Please say how many lines in the entries below hold the string "RawUsbNotification", with no other words.

(Beginning of Records to use)

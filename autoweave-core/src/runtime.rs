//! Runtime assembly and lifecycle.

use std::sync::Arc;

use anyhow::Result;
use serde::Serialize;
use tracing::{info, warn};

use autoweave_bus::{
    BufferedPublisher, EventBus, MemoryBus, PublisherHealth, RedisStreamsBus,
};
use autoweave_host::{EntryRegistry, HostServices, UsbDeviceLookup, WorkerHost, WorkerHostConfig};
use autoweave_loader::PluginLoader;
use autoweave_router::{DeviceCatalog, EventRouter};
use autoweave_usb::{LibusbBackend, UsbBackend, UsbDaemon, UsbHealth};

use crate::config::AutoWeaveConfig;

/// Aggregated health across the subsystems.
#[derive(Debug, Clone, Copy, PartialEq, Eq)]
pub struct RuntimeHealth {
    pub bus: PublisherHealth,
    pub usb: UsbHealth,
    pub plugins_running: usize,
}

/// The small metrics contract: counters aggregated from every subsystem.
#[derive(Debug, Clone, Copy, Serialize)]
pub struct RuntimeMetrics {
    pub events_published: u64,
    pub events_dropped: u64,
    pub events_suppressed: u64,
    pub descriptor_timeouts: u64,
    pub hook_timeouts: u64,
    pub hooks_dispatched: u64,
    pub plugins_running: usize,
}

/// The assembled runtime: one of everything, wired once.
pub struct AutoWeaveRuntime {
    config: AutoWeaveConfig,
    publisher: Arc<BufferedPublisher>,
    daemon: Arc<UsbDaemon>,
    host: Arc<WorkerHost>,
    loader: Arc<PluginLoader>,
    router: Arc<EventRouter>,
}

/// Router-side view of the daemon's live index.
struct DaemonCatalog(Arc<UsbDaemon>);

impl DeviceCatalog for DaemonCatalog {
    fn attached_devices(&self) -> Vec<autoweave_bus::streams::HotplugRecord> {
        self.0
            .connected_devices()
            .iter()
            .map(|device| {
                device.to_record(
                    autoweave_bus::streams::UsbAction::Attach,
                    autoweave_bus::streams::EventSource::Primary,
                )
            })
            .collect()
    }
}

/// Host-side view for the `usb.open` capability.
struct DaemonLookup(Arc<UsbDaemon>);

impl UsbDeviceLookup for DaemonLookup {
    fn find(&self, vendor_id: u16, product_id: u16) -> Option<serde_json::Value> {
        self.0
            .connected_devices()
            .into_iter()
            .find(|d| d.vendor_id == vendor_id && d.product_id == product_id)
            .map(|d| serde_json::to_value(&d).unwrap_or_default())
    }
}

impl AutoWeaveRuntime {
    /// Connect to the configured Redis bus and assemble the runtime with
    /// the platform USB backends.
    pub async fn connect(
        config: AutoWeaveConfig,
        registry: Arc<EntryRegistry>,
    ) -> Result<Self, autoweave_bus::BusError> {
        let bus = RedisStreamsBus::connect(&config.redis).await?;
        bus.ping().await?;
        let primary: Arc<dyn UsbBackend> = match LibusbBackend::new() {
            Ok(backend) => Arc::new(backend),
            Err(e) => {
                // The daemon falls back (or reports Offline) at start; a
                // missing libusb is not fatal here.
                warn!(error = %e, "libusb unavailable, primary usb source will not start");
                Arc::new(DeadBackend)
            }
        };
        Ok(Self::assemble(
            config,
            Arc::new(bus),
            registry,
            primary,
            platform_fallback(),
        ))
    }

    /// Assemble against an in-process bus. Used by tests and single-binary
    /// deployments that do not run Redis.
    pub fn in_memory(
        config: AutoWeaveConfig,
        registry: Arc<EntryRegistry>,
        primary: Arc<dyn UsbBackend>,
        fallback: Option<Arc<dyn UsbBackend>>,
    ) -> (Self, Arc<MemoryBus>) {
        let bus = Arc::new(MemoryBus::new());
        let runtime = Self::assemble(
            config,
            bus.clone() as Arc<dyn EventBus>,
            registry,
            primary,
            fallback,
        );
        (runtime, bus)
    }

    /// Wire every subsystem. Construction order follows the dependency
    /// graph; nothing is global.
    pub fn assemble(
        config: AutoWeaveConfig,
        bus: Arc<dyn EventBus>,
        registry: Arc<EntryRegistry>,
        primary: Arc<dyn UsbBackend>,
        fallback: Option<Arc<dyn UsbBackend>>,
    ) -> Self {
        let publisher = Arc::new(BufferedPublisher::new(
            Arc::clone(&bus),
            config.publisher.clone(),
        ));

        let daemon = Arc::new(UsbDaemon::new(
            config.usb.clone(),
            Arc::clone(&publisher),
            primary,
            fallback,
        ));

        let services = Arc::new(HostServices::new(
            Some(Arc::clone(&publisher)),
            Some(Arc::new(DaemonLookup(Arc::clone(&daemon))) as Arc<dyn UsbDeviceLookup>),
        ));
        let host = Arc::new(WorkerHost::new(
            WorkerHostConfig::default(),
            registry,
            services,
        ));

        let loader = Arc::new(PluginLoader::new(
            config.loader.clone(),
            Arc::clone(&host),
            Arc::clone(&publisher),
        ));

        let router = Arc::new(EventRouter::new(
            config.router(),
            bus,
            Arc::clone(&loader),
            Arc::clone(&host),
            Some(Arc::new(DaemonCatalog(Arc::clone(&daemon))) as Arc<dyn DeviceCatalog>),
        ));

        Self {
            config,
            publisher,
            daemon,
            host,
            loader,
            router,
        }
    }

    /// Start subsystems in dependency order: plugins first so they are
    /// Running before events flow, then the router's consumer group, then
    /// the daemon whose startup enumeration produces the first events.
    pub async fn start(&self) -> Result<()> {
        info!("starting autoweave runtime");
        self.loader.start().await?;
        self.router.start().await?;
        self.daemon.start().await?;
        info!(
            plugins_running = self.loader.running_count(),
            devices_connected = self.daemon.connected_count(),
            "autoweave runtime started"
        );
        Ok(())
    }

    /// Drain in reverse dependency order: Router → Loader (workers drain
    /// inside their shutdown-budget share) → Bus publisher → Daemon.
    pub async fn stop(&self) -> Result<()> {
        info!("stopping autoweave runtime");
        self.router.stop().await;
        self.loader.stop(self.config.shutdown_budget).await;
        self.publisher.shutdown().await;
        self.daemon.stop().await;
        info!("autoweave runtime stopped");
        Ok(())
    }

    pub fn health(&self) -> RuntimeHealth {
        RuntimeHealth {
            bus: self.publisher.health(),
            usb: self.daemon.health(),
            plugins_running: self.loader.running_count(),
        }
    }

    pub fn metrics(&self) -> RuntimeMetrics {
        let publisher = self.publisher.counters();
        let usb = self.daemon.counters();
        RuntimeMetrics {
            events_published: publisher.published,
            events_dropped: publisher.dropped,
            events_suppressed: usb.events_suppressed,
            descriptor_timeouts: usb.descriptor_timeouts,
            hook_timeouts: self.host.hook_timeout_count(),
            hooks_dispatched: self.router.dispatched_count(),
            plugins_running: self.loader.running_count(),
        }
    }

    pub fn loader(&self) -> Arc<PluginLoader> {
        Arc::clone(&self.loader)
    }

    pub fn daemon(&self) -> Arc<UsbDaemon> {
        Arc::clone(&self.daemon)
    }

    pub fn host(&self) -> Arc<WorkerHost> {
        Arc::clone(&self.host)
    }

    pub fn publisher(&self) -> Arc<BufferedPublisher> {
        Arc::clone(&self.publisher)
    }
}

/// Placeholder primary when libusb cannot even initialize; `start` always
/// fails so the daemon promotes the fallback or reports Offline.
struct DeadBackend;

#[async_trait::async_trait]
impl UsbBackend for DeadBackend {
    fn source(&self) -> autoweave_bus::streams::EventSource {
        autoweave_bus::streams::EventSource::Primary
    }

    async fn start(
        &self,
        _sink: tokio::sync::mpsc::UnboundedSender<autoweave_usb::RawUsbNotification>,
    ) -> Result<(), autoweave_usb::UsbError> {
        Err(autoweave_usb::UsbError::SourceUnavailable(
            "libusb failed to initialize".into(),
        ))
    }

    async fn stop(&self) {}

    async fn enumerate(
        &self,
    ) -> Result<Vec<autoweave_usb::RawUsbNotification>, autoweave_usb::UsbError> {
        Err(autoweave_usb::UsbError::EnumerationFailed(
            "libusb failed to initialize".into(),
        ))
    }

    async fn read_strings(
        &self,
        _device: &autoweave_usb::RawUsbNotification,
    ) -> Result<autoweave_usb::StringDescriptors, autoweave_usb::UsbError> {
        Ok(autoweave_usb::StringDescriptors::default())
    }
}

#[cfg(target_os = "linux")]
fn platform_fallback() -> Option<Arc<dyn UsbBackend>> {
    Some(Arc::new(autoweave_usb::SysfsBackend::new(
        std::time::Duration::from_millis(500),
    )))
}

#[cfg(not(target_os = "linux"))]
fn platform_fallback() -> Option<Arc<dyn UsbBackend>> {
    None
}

(End of Records to use)

§ **Your response**
3